Work instruction: Report only the number of lines below in which the string "impl" appears.

(Saved data entries)
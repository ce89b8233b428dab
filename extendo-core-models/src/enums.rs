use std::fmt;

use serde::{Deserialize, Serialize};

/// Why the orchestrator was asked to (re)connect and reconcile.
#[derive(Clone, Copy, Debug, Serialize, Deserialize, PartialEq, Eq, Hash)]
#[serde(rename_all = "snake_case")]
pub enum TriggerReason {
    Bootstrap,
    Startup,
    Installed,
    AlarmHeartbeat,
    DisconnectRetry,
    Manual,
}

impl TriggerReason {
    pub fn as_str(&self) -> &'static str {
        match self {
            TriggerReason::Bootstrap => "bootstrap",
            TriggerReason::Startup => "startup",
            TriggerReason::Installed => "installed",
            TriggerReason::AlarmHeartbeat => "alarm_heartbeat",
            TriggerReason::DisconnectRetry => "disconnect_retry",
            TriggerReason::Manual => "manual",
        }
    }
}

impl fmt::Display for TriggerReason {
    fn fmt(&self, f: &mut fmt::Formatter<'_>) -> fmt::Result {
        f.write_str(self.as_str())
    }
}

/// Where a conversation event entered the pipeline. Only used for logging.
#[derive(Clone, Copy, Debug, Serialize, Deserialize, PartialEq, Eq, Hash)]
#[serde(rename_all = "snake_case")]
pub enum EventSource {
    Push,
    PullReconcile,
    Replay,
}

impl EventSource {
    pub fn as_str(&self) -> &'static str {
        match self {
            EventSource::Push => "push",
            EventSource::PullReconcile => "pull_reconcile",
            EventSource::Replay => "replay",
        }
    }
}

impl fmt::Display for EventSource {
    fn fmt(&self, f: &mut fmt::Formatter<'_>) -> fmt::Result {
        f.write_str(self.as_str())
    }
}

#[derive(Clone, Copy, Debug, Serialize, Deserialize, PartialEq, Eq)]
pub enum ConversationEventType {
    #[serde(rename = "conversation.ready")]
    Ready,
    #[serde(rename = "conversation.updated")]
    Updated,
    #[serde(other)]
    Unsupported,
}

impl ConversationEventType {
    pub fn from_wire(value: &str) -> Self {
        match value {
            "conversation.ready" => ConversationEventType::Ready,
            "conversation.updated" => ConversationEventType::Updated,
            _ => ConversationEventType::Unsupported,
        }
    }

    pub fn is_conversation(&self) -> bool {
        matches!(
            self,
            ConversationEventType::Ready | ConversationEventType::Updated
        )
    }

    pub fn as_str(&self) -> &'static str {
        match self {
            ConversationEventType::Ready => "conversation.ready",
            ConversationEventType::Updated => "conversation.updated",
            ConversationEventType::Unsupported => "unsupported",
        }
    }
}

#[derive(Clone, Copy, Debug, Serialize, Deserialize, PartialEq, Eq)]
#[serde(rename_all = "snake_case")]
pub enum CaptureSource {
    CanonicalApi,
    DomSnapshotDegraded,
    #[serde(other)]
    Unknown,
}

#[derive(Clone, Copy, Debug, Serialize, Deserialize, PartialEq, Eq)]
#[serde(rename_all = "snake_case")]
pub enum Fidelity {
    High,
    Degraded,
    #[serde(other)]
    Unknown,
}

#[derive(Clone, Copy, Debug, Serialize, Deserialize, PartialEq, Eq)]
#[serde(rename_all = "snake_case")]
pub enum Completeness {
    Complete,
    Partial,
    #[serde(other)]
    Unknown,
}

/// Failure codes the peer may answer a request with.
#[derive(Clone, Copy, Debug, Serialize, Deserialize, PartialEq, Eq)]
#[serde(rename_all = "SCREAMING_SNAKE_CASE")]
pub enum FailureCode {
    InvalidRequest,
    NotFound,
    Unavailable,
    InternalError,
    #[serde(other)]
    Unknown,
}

--

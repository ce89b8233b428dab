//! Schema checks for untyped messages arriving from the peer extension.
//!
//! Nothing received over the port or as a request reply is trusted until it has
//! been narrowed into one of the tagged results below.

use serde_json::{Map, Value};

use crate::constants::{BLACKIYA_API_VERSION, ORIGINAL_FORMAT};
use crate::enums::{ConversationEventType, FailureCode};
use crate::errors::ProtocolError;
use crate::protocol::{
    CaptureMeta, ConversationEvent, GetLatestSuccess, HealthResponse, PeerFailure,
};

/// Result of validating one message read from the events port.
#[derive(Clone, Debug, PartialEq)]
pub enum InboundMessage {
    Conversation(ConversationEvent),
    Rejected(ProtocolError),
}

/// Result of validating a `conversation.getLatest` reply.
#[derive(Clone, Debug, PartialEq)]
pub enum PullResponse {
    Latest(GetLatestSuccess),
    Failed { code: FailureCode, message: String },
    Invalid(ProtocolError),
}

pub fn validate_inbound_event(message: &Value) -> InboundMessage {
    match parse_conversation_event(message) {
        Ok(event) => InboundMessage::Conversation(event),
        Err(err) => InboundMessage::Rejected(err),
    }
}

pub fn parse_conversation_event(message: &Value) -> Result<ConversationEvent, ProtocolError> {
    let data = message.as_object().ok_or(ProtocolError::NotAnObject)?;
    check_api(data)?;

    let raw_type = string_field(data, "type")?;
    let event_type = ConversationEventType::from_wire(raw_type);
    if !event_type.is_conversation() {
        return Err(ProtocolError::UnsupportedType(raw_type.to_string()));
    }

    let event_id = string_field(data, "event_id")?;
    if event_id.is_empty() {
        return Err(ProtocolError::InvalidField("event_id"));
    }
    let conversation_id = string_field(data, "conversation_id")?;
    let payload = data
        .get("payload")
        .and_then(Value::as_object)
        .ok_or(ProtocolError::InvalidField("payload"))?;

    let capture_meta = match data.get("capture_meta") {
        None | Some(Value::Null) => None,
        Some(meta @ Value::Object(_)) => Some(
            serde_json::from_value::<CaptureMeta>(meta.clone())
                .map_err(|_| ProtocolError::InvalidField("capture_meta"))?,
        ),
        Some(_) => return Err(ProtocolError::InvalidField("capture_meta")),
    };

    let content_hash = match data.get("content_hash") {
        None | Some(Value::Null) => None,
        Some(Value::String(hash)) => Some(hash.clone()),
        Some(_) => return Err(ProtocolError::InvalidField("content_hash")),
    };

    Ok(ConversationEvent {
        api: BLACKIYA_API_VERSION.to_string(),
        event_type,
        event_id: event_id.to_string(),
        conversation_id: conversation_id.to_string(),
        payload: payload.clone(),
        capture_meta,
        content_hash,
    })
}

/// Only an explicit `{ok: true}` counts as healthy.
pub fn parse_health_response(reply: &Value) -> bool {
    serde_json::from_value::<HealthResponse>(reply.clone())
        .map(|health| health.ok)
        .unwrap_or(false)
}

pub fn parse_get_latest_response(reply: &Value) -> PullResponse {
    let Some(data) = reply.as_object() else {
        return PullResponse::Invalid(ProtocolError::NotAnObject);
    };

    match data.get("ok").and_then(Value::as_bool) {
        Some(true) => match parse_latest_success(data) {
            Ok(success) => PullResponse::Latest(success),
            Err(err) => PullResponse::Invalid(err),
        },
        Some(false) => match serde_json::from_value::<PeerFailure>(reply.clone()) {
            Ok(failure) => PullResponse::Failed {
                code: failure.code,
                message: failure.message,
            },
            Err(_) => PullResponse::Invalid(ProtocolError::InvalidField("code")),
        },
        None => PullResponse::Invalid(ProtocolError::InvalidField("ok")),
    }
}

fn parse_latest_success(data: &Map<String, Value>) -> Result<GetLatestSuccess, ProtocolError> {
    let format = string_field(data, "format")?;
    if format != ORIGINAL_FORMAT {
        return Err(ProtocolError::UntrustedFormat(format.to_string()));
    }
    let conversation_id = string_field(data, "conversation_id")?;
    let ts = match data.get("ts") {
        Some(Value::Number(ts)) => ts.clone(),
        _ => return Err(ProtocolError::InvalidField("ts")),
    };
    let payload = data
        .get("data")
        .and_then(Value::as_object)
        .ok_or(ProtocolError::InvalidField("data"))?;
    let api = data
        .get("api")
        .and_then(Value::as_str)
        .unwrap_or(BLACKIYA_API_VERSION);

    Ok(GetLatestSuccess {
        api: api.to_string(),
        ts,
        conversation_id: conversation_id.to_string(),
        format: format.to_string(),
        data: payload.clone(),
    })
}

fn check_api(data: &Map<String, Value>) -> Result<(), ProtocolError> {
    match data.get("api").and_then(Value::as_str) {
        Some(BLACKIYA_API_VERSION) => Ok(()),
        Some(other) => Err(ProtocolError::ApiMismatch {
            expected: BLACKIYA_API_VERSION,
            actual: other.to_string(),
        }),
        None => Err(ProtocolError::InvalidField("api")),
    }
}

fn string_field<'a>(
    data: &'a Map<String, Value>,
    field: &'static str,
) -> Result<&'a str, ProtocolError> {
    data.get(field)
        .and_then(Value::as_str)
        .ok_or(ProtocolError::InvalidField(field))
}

* * *

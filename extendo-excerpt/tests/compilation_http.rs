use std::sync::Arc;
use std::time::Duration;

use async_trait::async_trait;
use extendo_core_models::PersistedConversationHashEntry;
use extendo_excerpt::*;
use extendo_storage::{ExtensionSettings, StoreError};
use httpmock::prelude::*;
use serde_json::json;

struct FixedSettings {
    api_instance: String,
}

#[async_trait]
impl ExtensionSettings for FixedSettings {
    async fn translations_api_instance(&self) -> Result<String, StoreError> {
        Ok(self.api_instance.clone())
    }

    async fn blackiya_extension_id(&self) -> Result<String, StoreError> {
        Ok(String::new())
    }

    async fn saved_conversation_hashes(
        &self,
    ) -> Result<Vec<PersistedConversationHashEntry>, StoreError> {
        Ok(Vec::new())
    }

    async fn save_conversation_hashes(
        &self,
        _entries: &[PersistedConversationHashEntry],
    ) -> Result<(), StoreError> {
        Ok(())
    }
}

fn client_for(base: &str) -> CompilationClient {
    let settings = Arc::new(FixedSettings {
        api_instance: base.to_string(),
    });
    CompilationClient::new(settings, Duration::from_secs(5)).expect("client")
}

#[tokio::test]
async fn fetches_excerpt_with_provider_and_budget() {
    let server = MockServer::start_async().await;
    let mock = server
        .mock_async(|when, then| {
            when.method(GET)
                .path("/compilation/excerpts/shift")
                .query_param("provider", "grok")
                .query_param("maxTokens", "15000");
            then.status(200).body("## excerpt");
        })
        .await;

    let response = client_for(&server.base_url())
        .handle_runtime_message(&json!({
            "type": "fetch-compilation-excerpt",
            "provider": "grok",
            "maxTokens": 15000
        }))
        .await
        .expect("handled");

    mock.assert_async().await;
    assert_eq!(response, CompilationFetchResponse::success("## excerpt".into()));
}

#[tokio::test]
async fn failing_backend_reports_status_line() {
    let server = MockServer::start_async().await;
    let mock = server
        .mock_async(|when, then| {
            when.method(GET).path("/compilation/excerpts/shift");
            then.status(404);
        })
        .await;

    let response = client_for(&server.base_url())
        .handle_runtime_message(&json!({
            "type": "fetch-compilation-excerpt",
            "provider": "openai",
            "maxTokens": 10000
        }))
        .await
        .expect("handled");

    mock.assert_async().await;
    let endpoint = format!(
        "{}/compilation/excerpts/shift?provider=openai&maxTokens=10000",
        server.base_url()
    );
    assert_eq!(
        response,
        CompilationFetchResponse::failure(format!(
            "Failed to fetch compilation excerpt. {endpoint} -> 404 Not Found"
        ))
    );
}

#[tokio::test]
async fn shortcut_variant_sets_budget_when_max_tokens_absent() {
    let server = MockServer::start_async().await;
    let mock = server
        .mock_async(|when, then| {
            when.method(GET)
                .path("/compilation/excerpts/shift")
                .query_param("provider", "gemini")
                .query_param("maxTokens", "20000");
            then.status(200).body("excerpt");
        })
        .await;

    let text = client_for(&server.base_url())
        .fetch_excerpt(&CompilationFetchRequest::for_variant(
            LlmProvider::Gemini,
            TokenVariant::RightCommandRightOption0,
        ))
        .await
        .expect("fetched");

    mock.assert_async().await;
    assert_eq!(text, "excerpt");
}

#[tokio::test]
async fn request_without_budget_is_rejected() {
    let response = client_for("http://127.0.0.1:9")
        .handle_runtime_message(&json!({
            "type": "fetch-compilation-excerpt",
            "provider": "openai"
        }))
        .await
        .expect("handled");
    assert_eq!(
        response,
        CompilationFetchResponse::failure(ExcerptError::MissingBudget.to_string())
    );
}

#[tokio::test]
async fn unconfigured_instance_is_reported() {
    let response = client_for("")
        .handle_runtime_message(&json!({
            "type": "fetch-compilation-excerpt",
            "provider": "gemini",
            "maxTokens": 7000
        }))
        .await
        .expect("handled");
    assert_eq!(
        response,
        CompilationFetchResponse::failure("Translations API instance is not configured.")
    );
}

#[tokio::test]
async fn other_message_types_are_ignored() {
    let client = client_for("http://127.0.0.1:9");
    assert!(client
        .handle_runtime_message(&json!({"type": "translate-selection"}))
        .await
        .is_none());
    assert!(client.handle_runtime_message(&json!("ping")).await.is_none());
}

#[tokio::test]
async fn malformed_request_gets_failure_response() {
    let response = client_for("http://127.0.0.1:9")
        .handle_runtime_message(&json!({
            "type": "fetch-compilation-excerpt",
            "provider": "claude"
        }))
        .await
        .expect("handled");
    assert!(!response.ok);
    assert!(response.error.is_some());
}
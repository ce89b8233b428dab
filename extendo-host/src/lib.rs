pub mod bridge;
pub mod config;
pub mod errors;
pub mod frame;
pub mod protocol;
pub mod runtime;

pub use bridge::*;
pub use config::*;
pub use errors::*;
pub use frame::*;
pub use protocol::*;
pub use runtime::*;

Worked solution: 6